Treatment for Lupus
Hydroxychloroquine is the cornerstone medication recommended for all patients with systemic lupus erythematosus (SLE), regardless of disease severity, due to its ability to reduce disease flares, morbidity, and mortality. 1, 2
First-Line Treatment
Treatment Based on Disease Manifestations
Mild Disease (Constitutional, Mucocutaneous, Musculoskeletal)
- Hydroxychloroquine 200-400 mg daily 1, 3
- Low-dose glucocorticoids (0.25-0.5 mg/kg/day) for acute flares, targeting the lowest effective dose (≤5 mg/day) for shortest duration 1
- NSAIDs for symptomatic relief of joint pain and inflammation 4
Moderate-Severe Disease
For patients with more severe manifestations or organ involvement:
- Methylprednisolone pulses for acute flares (more effective and less toxic than high-dose oral prednisone) 4
- Immunosuppressive agents based on organ involvement:
Lupus Nephritis
Treatment should be guided by renal biopsy classification 5, 1:
- Class III/IV lupus nephritis: Methylprednisolone pulses followed by oral prednisone with mycophenolate mofetil or cyclophosphamide 1
- Class V lupus nephritis: Prednisone with mycophenolate mofetil 1
- High-risk lupus nephritis: High-dose intravenous cyclophosphamide 1
Treatment goal: Complete renal response (proteinuria <0.5 g/24h with normal or near-normal renal function) 5
Biologic Therapies for Refractory Disease
For patients who fail standard therapy:
- Belimumab: FDA-approved for active SLE in patients 5 years and older who are receiving standard therapy; also approved for active lupus nephritis 6, 2
- Rituximab: Consider for refractory cases 1
- Voclosporin: FDA-approved for lupus nephritis 2
- Anifrolumab: FDA-approved for active SLE 2
Maintenance Therapy
- After initial treatment response, continue immunosuppression with mycophenolate mofetil or azathioprine for at least 3 years 5
- If initial treatment was with mycophenolate mofetil, continue with mycophenolate mofetil for maintenance 5
Treatment Monitoring
- Disease activity should be assessed at each visit using validated indices (SLEDAI-2K) 1
- Laboratory monitoring should include:
- Complete blood count every 1-3 months during active disease
- Anti-dsDNA antibodies and complement levels
- Renal function tests, urinalysis, and urine protein/creatinine ratio for renal involvement 1
Preventive Care
- Annual cardiovascular risk assessment (blood pressure, lipid profile, blood glucose, BMI) 1
- Target blood pressure <130/80 mmHg 1
- Osteoporosis prevention with calcium and vitamin D supplementation 1
- Photoprotection to prevent flares 1
- Vaccination with inactivated vaccines when SLE is inactive 1
Special Considerations
- Pregnancy: Continue hydroxychloroquine; add low-molecular-weight heparin and low-dose aspirin in women with recurrent losses 1
- Antiphospholipid antibodies: Consider anticoagulation or antiplatelet therapy 1
Common Pitfalls to Avoid
- Discontinuing hydroxychloroquine (increases risk of flares)

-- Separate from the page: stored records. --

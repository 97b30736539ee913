//! Per-run accumulation of counters and histograms.

use st_core::{EventHits, Result, RunConfig, TrueTrack};
use st_reco::EventReconstruction;

use crate::booking::TrackHistograms;
use crate::summary::RunSummary;

/// Everything a run accumulates over its events.
#[derive(Debug, Clone, PartialEq)]
pub struct RunResults {
    /// Event and hit counters.
    pub summary: RunSummary,
    /// Quality histograms.
    pub histograms: TrackHistograms,
}

impl RunResults {
    /// Empty results for a run configuration.
    pub fn new(config: &RunConfig) -> Result<Self> {
        Ok(Self { summary: RunSummary::default(), histograms: TrackHistograms::book(config)? })
    }

    /// Record one reconstructed event. `hits` is the event after reconstruction.
    pub fn record(&mut self, reco: &EventReconstruction, hits: &EventHits, truth: &TrueTrack) {
        self.summary.record(&reco.outcome, hits);
        self.histograms.fill_stage_chi2(&reco.stage_chi2);
        if let Some(track) = reco.outcome.accepted() {
            self.histograms.fill_accepted(track, truth);
        }
    }

    /// Add the results of another partial run with the same configuration.
    pub fn merge(&mut self, other: &RunResults) -> Result<()> {
        self.summary.merge(&other.summary);
        self.histograms.merge(&other.histograms)
    }
}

- Using high-dose glucocorticoids for prolonged periods (increases damage accrual and mortality) 4
- Delaying immunosuppressive therapy in severe organ involvement
- Inadequate monitoring for medication toxicity
- Neglecting preventive care for cardiovascular disease and osteoporosis
The treatment approach should be guided by disease severity, organ involvement, and individual patient factors, with the primary goal of achieving remission or low disease activity while minimizing treatment-related complications.